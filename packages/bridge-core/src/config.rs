//! # Bridge Configuration
//!
//! Published constants of the bridge protocol.
//!
//! ```text
//! ┌─────────────────────────────────────────────────────────────────────────┐
//! │                        ENVIRONMENTS                                     │
//! ├─────────────────────────────────────────────────────────────────────────┤
//! │                                                                         │
//! │  Environment   API domain                   Bridge public key          │
//! │  ───────────   ──────────────────────────   ─────────────────          │
//! │  Production    https://api.sygna.io/        047b04ca…4e59f12            │
//! │  Test          https://test-api.sygna.io/   04a6936f…1a7ea9ac8          │
//! │  Dev           (none published)             04b70d1d…8e60c05e389        │
//! │  Sandbox       (none published)             04d1b4c7…152aaed2d0e        │
//! │                                                                         │
//! └─────────────────────────────────────────────────────────────────────────┘
//! ```
//!
//! Messages signed by the bridge itself verify against the key of the
//! environment they came from.

use std::fmt;

use serde::{Deserialize, Serialize};

use crate::crypto::{self, cipher, ecies, mac};
use crate::document::Value;

const PRODUCTION_PUBLIC_KEY: &str = "047b04ca933c0fccb7094af06bafb77e0fdd9264b45243cba0b72cd8f1bc8fc4e7454902d4bb6bad8ed4bc4dfae102858b6a7649e4febca0c5b266566aa4e59f12";
const TEST_PUBLIC_KEY: &str = "04a6936f2bc43773cb4874980518b3f681c004464d167aebdc9e305e10d6fb6cdacb27a22812453e6c51ceabff5b1e2d2196d81a8d3e8e71e907948b01a7ea9ac8";
const DEV_PUBLIC_KEY: &str = "04b70d1d5ac7a7fd6992c0c17a05af4487befe0eb6eb556ef8af61f96891f012518aa8f3318800845708f388fc81fb75ab11ef7ba785aef66a9c59d8e60c05e389";
const SANDBOX_PUBLIC_KEY: &str = "04d1b4c711792c747f597255b02d47a96bfaf0b030aa9b34106e8de7331cd00c23a91cd4aeaa85ba497b66bef0192bd7896e1517a31a9e976460836152aaed2d0e";

const PRODUCTION_API_DOMAIN: &str = "https://api.sygna.io/";
const TEST_API_DOMAIN: &str = "https://test-api.sygna.io/";

/// Bridge deployment a message belongs to
#[derive(Debug, Clone, Copy, PartialEq, Eq, Hash, Default, Serialize, Deserialize)]
#[serde(rename_all = "lowercase")]
pub enum Environment {
    /// Live network
    #[default]
    Production,
    /// Public test network
    Test,
    /// Internal development network
    Dev,
    /// Integration sandbox
    Sandbox,
}

impl Environment {
    /// Every environment, in declaration order
    pub const ALL: [Environment; 4] = [
        Environment::Production,
        Environment::Test,
        Environment::Dev,
        Environment::Sandbox,
    ];

    /// Uncompressed hex public key the bridge signs with
    pub fn bridge_public_key(&self) -> &'static str {
        match self {
            Environment::Production => PRODUCTION_PUBLIC_KEY,
            Environment::Test => TEST_PUBLIC_KEY,
            Environment::Dev => DEV_PUBLIC_KEY,
            Environment::Sandbox => SANDBOX_PUBLIC_KEY,
        }
    }

    /// Base URL of the REST API, where one is published
    pub fn api_domain(&self) -> Option<&'static str> {
        match self {
            Environment::Production => Some(PRODUCTION_API_DOMAIN),
            Environment::Test => Some(TEST_API_DOMAIN),
            Environment::Dev | Environment::Sandbox => None,
        }
    }
}

impl fmt::Display for Environment {
    fn fmt(&self, f: &mut fmt::Formatter<'_>) -> fmt::Result {
        let name = match self {
            Environment::Production => "production",
            Environment::Test => "test",
            Environment::Dev => "dev",
            Environment::Sandbox => "sandbox",
        };
        f.write_str(name)
    }
}

/// Beneficiary's answer to a transfer permission request
#[derive(Debug, Clone, Copy, PartialEq, Eq, Hash, Serialize, Deserialize)]
#[serde(rename_all = "UPPERCASE")]
pub enum PermissionStatus {
    /// The transfer may proceed
    Accepted,
    /// The transfer is refused, see [`RejectCode`]
    Rejected,
}

impl PermissionStatus {
    /// Wire value
    pub fn as_str(&self) -> &'static str {
        match self {
            PermissionStatus::Accepted => "ACCEPTED",
            PermissionStatus::Rejected => "REJECTED",
        }
    }
}

impl From<PermissionStatus> for Value {
    fn from(status: PermissionStatus) -> Self {
        Value::from(status.as_str())
    }
}

/// Reason attached to a rejected permission
#[derive(Debug, Clone, Copy, PartialEq, Eq, Hash, Serialize, Deserialize)]
#[serde(rename_all = "UPPERCASE")]
pub enum RejectCode {
    /// Unsupported currency
    Bvrc001,
    /// Service downtime or unable to reply
    Bvrc002,
    /// Customer cannot receive more inflows
    Bvrc003,
    /// Customer fails compliance checks
    Bvrc004,
    /// `private_info` cannot be decoded
    Bvrc005,
    /// `private_info` decodes but is malformed
    Bvrc006,
    /// Beneficiary name does not match
    Bvrc007,
    /// Other reason, explained in `reject_message`
    Bvrc999,
}

impl RejectCode {
    /// Wire value
    pub fn as_str(&self) -> &'static str {
        match self {
            RejectCode::Bvrc001 => "BVRC001",
            RejectCode::Bvrc002 => "BVRC002",
            RejectCode::Bvrc003 => "BVRC003",
            RejectCode::Bvrc004 => "BVRC004",
            RejectCode::Bvrc005 => "BVRC005",
            RejectCode::Bvrc006 => "BVRC006",
            RejectCode::Bvrc007 => "BVRC007",
            RejectCode::Bvrc999 => "BVRC999",
        }
    }

    /// When a beneficiary should send this code
    pub fn description(&self) -> &'static str {
        match self {
            RejectCode::Bvrc001 => "The originator is sending a currency you do not support",
            RejectCode::Bvrc002 => "Your service is down or unable to reply to the request",
            RejectCode::Bvrc003 => "Your customer cannot receive more transaction inflows",
            RejectCode::Bvrc004 => {
                "Your customer fails your internal compliance check or is blacklisted"
            }
            RejectCode::Bvrc005 => "private_info cannot be decoded",
            RejectCode::Bvrc006 => "private_info decodes but its format is wrong",
            RejectCode::Bvrc007 => {
                "Beneficiary name does not match the name in the beneficiary VASP database"
            }
            RejectCode::Bvrc999 => "Other reason, put your message in reject_message",
        }
    }
}

impl From<RejectCode> for Value {
    fn from(code: RejectCode) -> Self {
        Value::from(code.as_str())
    }
}

/// Fixed parameters of the envelope and signature formats
///
/// These are protocol constants, exposed for callers that size buffers or
/// log what they received.
#[derive(Debug, Clone, Copy, PartialEq, Eq)]
pub struct CryptoConfig;

impl CryptoConfig {
    /// CBC initialisation vector size (always zero-filled)
    pub const IV_SIZE: usize = cipher::BLOCK_SIZE;
    /// HMAC-SHA1 tag size
    pub const MAC_SIZE: usize = mac::TAG_SIZE;
    /// Uncompressed ephemeral public key size
    pub const EPHEMERAL_KEY_SIZE: usize = ecies::EPHEMERAL_KEY_SIZE;
    /// Shortest envelope accepted before the MAC check
    pub const MIN_CIPHERTEXT_SIZE: usize = ecies::MIN_CIPHERTEXT_SIZE;
    /// Field that carries a document signature
    pub const SIGNATURE_FIELD: &'static str = crypto::SIGNATURE_FIELD;
}

// ============================================================================
// TESTS
// ============================================================================

#[cfg(test)]
mod tests {
    use super::*;
    use crate::crypto::PublicKey;
    use crate::document::Document;

    #[test]
    fn test_bridge_keys_are_valid_points() {
        for env in Environment::ALL {
            let key = PublicKey::from_hex(env.bridge_public_key()).unwrap();
            assert_eq!(key.to_hex(false), env.bridge_public_key());
        }
    }

    #[test]
    fn test_default_environment() {
        assert_eq!(Environment::default(), Environment::Production);
        assert_eq!(
            Environment::default().api_domain(),
            Some("https://api.sygna.io/")
        );
        assert_eq!(Environment::Sandbox.api_domain(), None);
    }

    #[test]
    fn test_environment_serde() {
        assert_eq!(
            serde_json::to_string(&Environment::Sandbox).unwrap(),
            "\"sandbox\""
        );
        let env: Environment = serde_json::from_str("\"test\"").unwrap();
        assert_eq!(env, Environment::Test);
        assert_eq!(env.to_string(), "test");
    }

    #[test]
    fn test_wire_values_match_serde() {
        for status in [PermissionStatus::Accepted, PermissionStatus::Rejected] {
            assert_eq!(
                serde_json::to_string(&status).unwrap(),
                format!("\"{}\"", status.as_str())
            );
        }
        assert_eq!(
            serde_json::to_string(&RejectCode::Bvrc999).unwrap(),
            "\"BVRC999\""
        );
        let code: RejectCode = serde_json::from_str("\"BVRC005\"").unwrap();
        assert_eq!(code, RejectCode::Bvrc005);
        assert!(!code.description().is_empty());
    }

    #[test]
    fn test_constants_in_documents() {
        let mut doc = Document::new();
        doc.set("permission_status", PermissionStatus::Rejected);
        doc.set("reject_code", RejectCode::Bvrc001);
        assert_eq!(
            doc.to_json_string().unwrap(),
            r#"{"permission_status":"REJECTED","reject_code":"BVRC001"}"#
        );
    }

    #[test]
    fn test_crypto_config() {
        assert_eq!(CryptoConfig::IV_SIZE, 16);
        assert_eq!(CryptoConfig::MAC_SIZE, 20);
        assert_eq!(CryptoConfig::EPHEMERAL_KEY_SIZE, 65);
        assert_eq!(CryptoConfig::MIN_CIPHERTEXT_SIZE, 85);
        assert_eq!(CryptoConfig::SIGNATURE_FIELD, "signature");
    }
}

______________________________

_Brief_
Using the entries above, find all lines with "compliance". Copy them.

_Your solution_
    /// Customer fails compliance checks
                "Your customer fails your internal compliance check or is blacklisted"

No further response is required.